Given the clear purport of Ursery, we conclude that the Double Jeopardy Clause was not violated when the government instituted criminal proceedings against Farrugia after his payment of $5,000 pursuant to the consent judgment of forfeiture under section 881(a)(7).



In his brief, Farrugia has argued that this court should reverse his conviction under 18 U.S.C. § 924(c). After the briefs were filed in this appeal, the Supreme Court decided Bailey, 116 S.Ct. 501, "a case that narrowed the previously broad range of conduct to which § 924(c) had been applied." United States v. Tucker, 90 F.3d 1135, 1143 (6th Cir.1996). The government has now confessed error on the section 924(c) conviction, in light of Bailey. While that concession does not bind our disposition of the appeal, see Gibson v. United States, 329 U.S. 338, 344 & n. 9 (1946); Young v. United States, 315 U.S. 257, 258-59 (1942), we think it is clear that Farrugia's conviction was premised solely on a "fortress analogy" theory, as that concept was first discussed by this court in United States v. Henry, 878 F.2d 937, 943 (6th Cir.1989). As such, the conviction was premised on activity that, after Bailey, no longer constitutes "using" or "carrying" firearms within the meaning of section 924(c). See Tucker, 90 F.3d at 1143. We agree with the government, therefore, that the judgment of conviction on this count must be vacated. Consequently, it is unnecessary to address the defendant's contention that the introduction into evidence of photographs showing Farrugia holding the assault-style rifles found in his home violated Fed.R.Evid. 401 and 403.

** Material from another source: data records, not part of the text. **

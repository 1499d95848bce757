//! Backend registry: maps backend identifiers to client factories.

use std::collections::BTreeMap;
use std::sync::Arc;

use crate::client::VectorClient;
use crate::config::{CollectionSchema, ConnectionParams};
use crate::error::{BenchError, Result};

/// A factory producing a configured client for one backend.
pub type ClientFactory =
    dyn Fn(&ConnectionParams, &CollectionSchema) -> Result<Arc<dyn VectorClient>> + Send + Sync;

/// Registry of backend drivers keyed by identifier.
///
/// Built-in drivers register under their feature gates via
/// [`ClientRegistry::with_builtins`]; callers may register additional
/// drivers by identifier.
///
/// # Example
///
/// ```rust,ignore
/// let registry = ClientRegistry::with_builtins();
/// let client = registry.create("inmemory", &params, &schema)?;
/// ```
#[derive(Default)]
pub struct ClientRegistry {
    factories: BTreeMap<String, Box<ClientFactory>>,
}

impl ClientRegistry {
    /// Create an empty registry.
    pub fn new() -> Self {
        Self::default()
    }

    /// Create a registry with every built-in driver compiled into this
    /// crate: `inmemory` always, `tidb` and `qdrant` behind their features.
    pub fn with_builtins() -> Self {
        let mut registry = Self::new();
        registry.register("inmemory", |params, schema| {
            Ok(Arc::new(crate::inmemory::InMemoryClient::configure(params, schema)?))
        });
        #[cfg(feature = "tidb")]
        registry.register("tidb", |params, schema| {
            Ok(Arc::new(crate::tidb::TidbClient::configure(params, schema)?))
        });
        #[cfg(feature = "qdrant")]
        registry.register("qdrant", |params, schema| {
            Ok(Arc::new(crate::qdrant::QdrantClient::configure(params, schema)?))
        });
        registry
    }

    /// Register a factory under `backend`, replacing any previous one.
    pub fn register(
        &mut self,
        backend: impl Into<String>,
        factory: impl Fn(&ConnectionParams, &CollectionSchema) -> Result<Arc<dyn VectorClient>>
        + Send
        + Sync
        + 'static,
    ) {
        self.factories.insert(backend.into(), Box::new(factory));
    }

    /// Configure a client for `backend`.
    ///
    /// # Errors
    ///
    /// Returns [`BenchError::Config`] for an unknown backend identifier;
    /// factory failures propagate unchanged.
    pub fn create(
        &self,
        backend: &str,
        params: &ConnectionParams,
        schema: &CollectionSchema,
    ) -> Result<Arc<dyn VectorClient>> {
        let factory = self.factories.get(backend).ok_or_else(|| {
            BenchError::Config(format!(
                "unknown backend '{backend}' (available: {})",
                self.backends().join(", ")
            ))
        })?;
        factory(params, schema)
    }

    /// Registered backend identifiers, sorted.
    pub fn backends(&self) -> Vec<&str> {
        self.factories.keys().map(String::as_str).collect()
    }
}

#[cfg(test)]
mod tests {
    use super::*;
    use crate::config::CollectionSchema;

    #[test]
    fn builtin_inmemory_is_registered() {
        let registry = ClientRegistry::with_builtins();
        assert!(registry.backends().contains(&"inmemory"));

        let schema = CollectionSchema::new("bench", 8).unwrap();
        let client = registry.create("inmemory", &ConnectionParams::new(), &schema).unwrap();
        assert_eq!(client.backend(), "inmemory");
        assert_eq!(client.schema().dimensions, 8);
    }

    #[test]
    fn unknown_backend_is_config_error() {
        let registry = ClientRegistry::with_builtins();
        let schema = CollectionSchema::new("bench", 8).unwrap();
        let err = registry.create("nope", &ConnectionParams::new(), &schema).err().unwrap();
        assert!(matches!(err, BenchError::Config(_)));
    }
}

The government asks that the case be remanded for resentencing, in order that Farrugia's sentence for the drug counts may be enhanced for possession of a firearm, pursuant to U.S.S.G. § 2D1.1(b)(1). It has been thoroughly established in this court that vacating of the section 924(c) convictions means that remand is appropriate to allow the government to seek such an enhancement. Tucker, 90 F.3d at 1143; United States v. Clements, 86 F.3d 599, 600-01 (6th Cir.1996). We therefore remand for resentencing.



The district court's judgment with respect to Farrugia's convictions under 21 U.S.C. § 841(a)(1) is AFFIRMED, but the judgment is VACATED with respect to Farrugia's conviction under 18 U.S.C. § 924(c), and the case is REMANDED for resentencing.